How can women's rights be better realised in Scotland

Today Engender launched a paper, written by Professor Nicole Busby and Professor Muriel Robison discussing whether incorporating CEDAW into Scots Law would result in better realisation of rights for women in Scotland. It explores what impact incorportion would have on women's equality, sets out how incorporation could happen, and discusses other legal mechanisms which might be needed for women's rights to be fully realised in Scotland

The paper was launched at an event in collaboration with the Centre for the Study of Human Rights Law at Strathclyde University.

Speaking at the launch, Engender's Executive Director Emma Ritch said:

"We're delighted to launch this paper which shows that CEDAW, the UN bill of rights for women, should be incorporated into Scots Law; ensuring the maximum protection and promotion of women's rights we can. For 25 years Engender has been working for women's equality, and throughout this work it is clear that women's rights are not some abstract concept, but integral to all aspects of women's daily lived. The rights which are meant to be protected under CEDAW are being violated every day, and now is the time to ensure that we take every measure we can for women's equality."

Professor Nicole Busby, co-author of the paper and Professor of Law at Strathclyde University said:

"CEDAW can and should be incorporated into Scots Law, where it has the potential to be transformative in the journey towards women's equality. This has never been more important as now under the looming shadow of Brexit. In contrast with other levers for equality, CEDAW recognises that women have been systemically discriminated against in law and in society, and calls for substantive equality between genders."

Also speaking at the event were Judith Robertson, Chair of the Scottish Human Rights Commission, who said:

"We recognise that wherever human rights are threatened, women face higher levels of inequality.

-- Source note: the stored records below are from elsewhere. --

use thiserror::Error;

#[derive(Error, Debug)]
pub enum VoiceNotesError {
    #[error("Not in a voice-notes project. Run 'voice-notes init' first.")]
    NotConfigured,

    #[error("Already configured. Remove .voice_notes/ to reconfigure.")]
    AlreadyConfigured,

    #[error("Validation failed for field '{field}': {message}")]
    Validation { field: String, message: String },

    #[error("Note not found: {0}")]
    NoteNotFound(u32),

    #[error("No note ids left to assign")]
    IdsExhausted,

    #[error("Persistence error: {0}")]
    Persistence(String),

    #[error("Unsupported storage version {found} (this build reads version {expected})")]
    UnsupportedVersion { found: u32, expected: u32 },

    #[error("Unknown service: {0}")]
    UnknownService(String),

    #[error("Unknown intent: {0}")]
    UnknownIntent(String),

    #[error("IO error: {0}")]
    Io(#[from] std::io::Error),

    #[error("JSON error: {0}")]
    Json(#[from] serde_json::Error),

    #[error("Config error: {0}")]
    Yaml(#[from] serde_yaml::Error),
}

impl VoiceNotesError {
    /// Shorthand for a `Validation` error.
    pub fn validation(field: &str, message: impl Into<String>) -> Self {
        VoiceNotesError::Validation {
            field: field.to_string(),
            message: message.into(),
        }
    }
}

pub type Result<T> = std::result::Result<T, VoiceNotesError>;
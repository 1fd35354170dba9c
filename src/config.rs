use std::fs;
use std::path::{Path, PathBuf};

use serde::{Deserialize, Serialize};

use crate::error::{Result, VoiceNotesError};
use crate::notes::IdPolicy;

/// Per-project directory holding config and stored notes.
pub const PROJECT_DIR: &str = ".voice_notes";
const CONFIG_FILE: &str = "config.yaml";
const STORAGE_DIR: &str = "storage";

pub const DEFAULT_NAME: &str = "Voice Notes";

/// Configuration of one notes instance.
#[derive(Debug, Clone, PartialEq, Eq, Serialize, Deserialize)]
pub struct Config {
    #[serde(default = "default_name")]
    pub name: String,
    /// Stable identifier of this instance, used for sensor ids.
    #[serde(default = "generate_entry_id")]
    pub entry_id: String,
    #[serde(default)]
    pub id_policy: IdPolicy,
    #[serde(default)]
    pub responses: ResponseTemplates,
}

impl Default for Config {
    fn default() -> Self {
        Self::new(DEFAULT_NAME.to_string())
    }
}

/// Spoken replies of the voice intent. `{content}` is replaced with the note.
#[derive(Debug, Clone, PartialEq, Eq, Serialize, Deserialize)]
pub struct ResponseTemplates {
    #[serde(default = "default_acknowledgement")]
    pub acknowledgement: String,
    #[serde(default = "default_missing_content")]
    pub missing_content: String,
}

impl Default for ResponseTemplates {
    fn default() -> Self {
        Self {
            acknowledgement: default_acknowledgement(),
            missing_content: default_missing_content(),
        }
    }
}

impl ResponseTemplates {
    pub fn acknowledge(&self, content: &str) -> String {
        self.acknowledgement.replace("{content}", content)
    }
}

fn default_name() -> String {
    DEFAULT_NAME.to_string()
}

fn generate_entry_id() -> String {
    uuid::Uuid::new_v4().simple().to_string()
}

fn default_acknowledgement() -> String {
    "好的，我已经记下了：{content}".to_string()
}

fn default_missing_content() -> String {
    "抱歉，我没有听到笔记内容。".to_string()
}

impl Config {
    pub fn new(name: String) -> Self {
        Self {
            name,
            entry_id: generate_entry_id(),
            id_policy: IdPolicy::default(),
            responses: ResponseTemplates::default(),
        }
    }

    /// Create the project directory under `root` and write `config`.
    ///
    /// Only one instance is allowed per project.
    pub fn init(root: &Path, config: &Config) -> Result<()> {
        let dir = project_dir(root);
        if dir.exists() {
            return Err(VoiceNotesError::AlreadyConfigured);
        }

        fs::create_dir_all(&dir)?;
        config.save(root)
    }

    /// Read the config of the project at `root`.
    pub fn load(root: &Path) -> Result<Self> {
        let dir = project_dir(root);
        if !dir.exists() {
            return Err(VoiceNotesError::NotConfigured);
        }

        let path = dir.join(CONFIG_FILE);
        if !path.exists() {
            tracing::debug!(path = %path.display(), "no config file, using defaults");
            return Ok(Self::default());
        }

        let raw = fs::read_to_string(&path)?;
        Ok(serde_yaml::from_str(&raw)?)
    }

    pub fn save(&self, root: &Path) -> Result<()> {
        let path = project_dir(root).join(CONFIG_FILE);
        fs::write(path, serde_yaml::to_string(self)?)?;
        Ok(())
    }
}

pub fn project_dir(root: &Path) -> PathBuf {
    root.join(PROJECT_DIR)
}

/// Directory the notes document is stored in.
pub fn storage_dir(root: &Path) -> PathBuf {
    project_dir(root).join(STORAGE_DIR)
}
//! Persistence adapters for the notes document.
//!
//! A store instance owns exactly one document, identified by a storage key and
//! wrapped in a versioned envelope:
//!
//! ```json
//! { "version": 1, "key": "voice_notes", "data": { "notes": [], "next_id": 1 } }
//! ```

mod json_store;
mod memory;

pub use json_store::JsonFileStore;
pub use memory::MemoryStore;

use serde::{Deserialize, Serialize};

use crate::entity::Note;
use crate::error::{Result, VoiceNotesError};

/// Default storage key, also the file name under the storage directory.
pub const STORAGE_KEY: &str = "voice_notes";

/// The only document version this build reads or writes.
pub const STORAGE_VERSION: u32 = 1;

/// The persisted payload of one store instance.
#[derive(Debug, Clone, Default, PartialEq, Eq, Serialize, Deserialize)]
pub struct NotesDocument {
    pub notes: Vec<Note>,
    /// Next id to hand out. Older documents do not carry it.
    #[serde(default, skip_serializing_if = "Option::is_none")]
    pub next_id: Option<u32>,
}

#[derive(Debug, Serialize, Deserialize)]
struct Envelope {
    version: u32,
    key: String,
    data: NotesDocument,
}

/// Durable home of a [`NotesDocument`].
///
/// `load` returning `Ok(None)` means nothing was ever saved, which is not an
/// error. Any failure to write must be reported as
/// [`VoiceNotesError::Persistence`].
pub trait Persistence: Send {
    fn key(&self) -> &str;
    fn load(&self) -> Result<Option<NotesDocument>>;
    fn save(&self, document: &NotesDocument) -> Result<()>;
}

pub(crate) fn encode_document(key: &str, document: &NotesDocument) -> Result<String> {
    let envelope = Envelope {
        version: STORAGE_VERSION,
        key: key.to_string(),
        data: document.clone(),
    };
    Ok(serde_json::to_string_pretty(&envelope)?)
}

pub(crate) fn decode_document(raw: &str) -> Result<NotesDocument> {
    let envelope: Envelope = serde_json::from_str(raw)?;
    if envelope.version != STORAGE_VERSION {
        return Err(VoiceNotesError::UnsupportedVersion {
            found: envelope.version,
            expected: STORAGE_VERSION,
        });
    }
    Ok(envelope.data)
}
pub mod cli;
pub mod command;
pub mod config;
pub mod entity;
pub mod error;
pub mod instance;
pub mod notes;
pub mod status;
pub mod storage;

pub use config::Config;
pub use entity::Note;
pub use error::{Result, VoiceNotesError};
pub use instance::NotesInstance;
pub use notes::{IdPolicy, NotesStore};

As authors of our own futures, women have the right to use CEDAW to fight for their equality, and if we work for the realisation of women's rights under CEDAW, we help the realisation of human rights for everyone. "

and Professor Alan Miller, Chair of the First Minister's Advisory Group on Human Rights Leadership, who welcomed the paper, saying:

"I utterly embrace the paper and it represents a rich contribution to where we are in Scotland today, We are in a time of great fluidity, and we need to be sure that, whatever constitutional changes we face, we have created an enviroment where women's rights can be realised."

Read the paper here.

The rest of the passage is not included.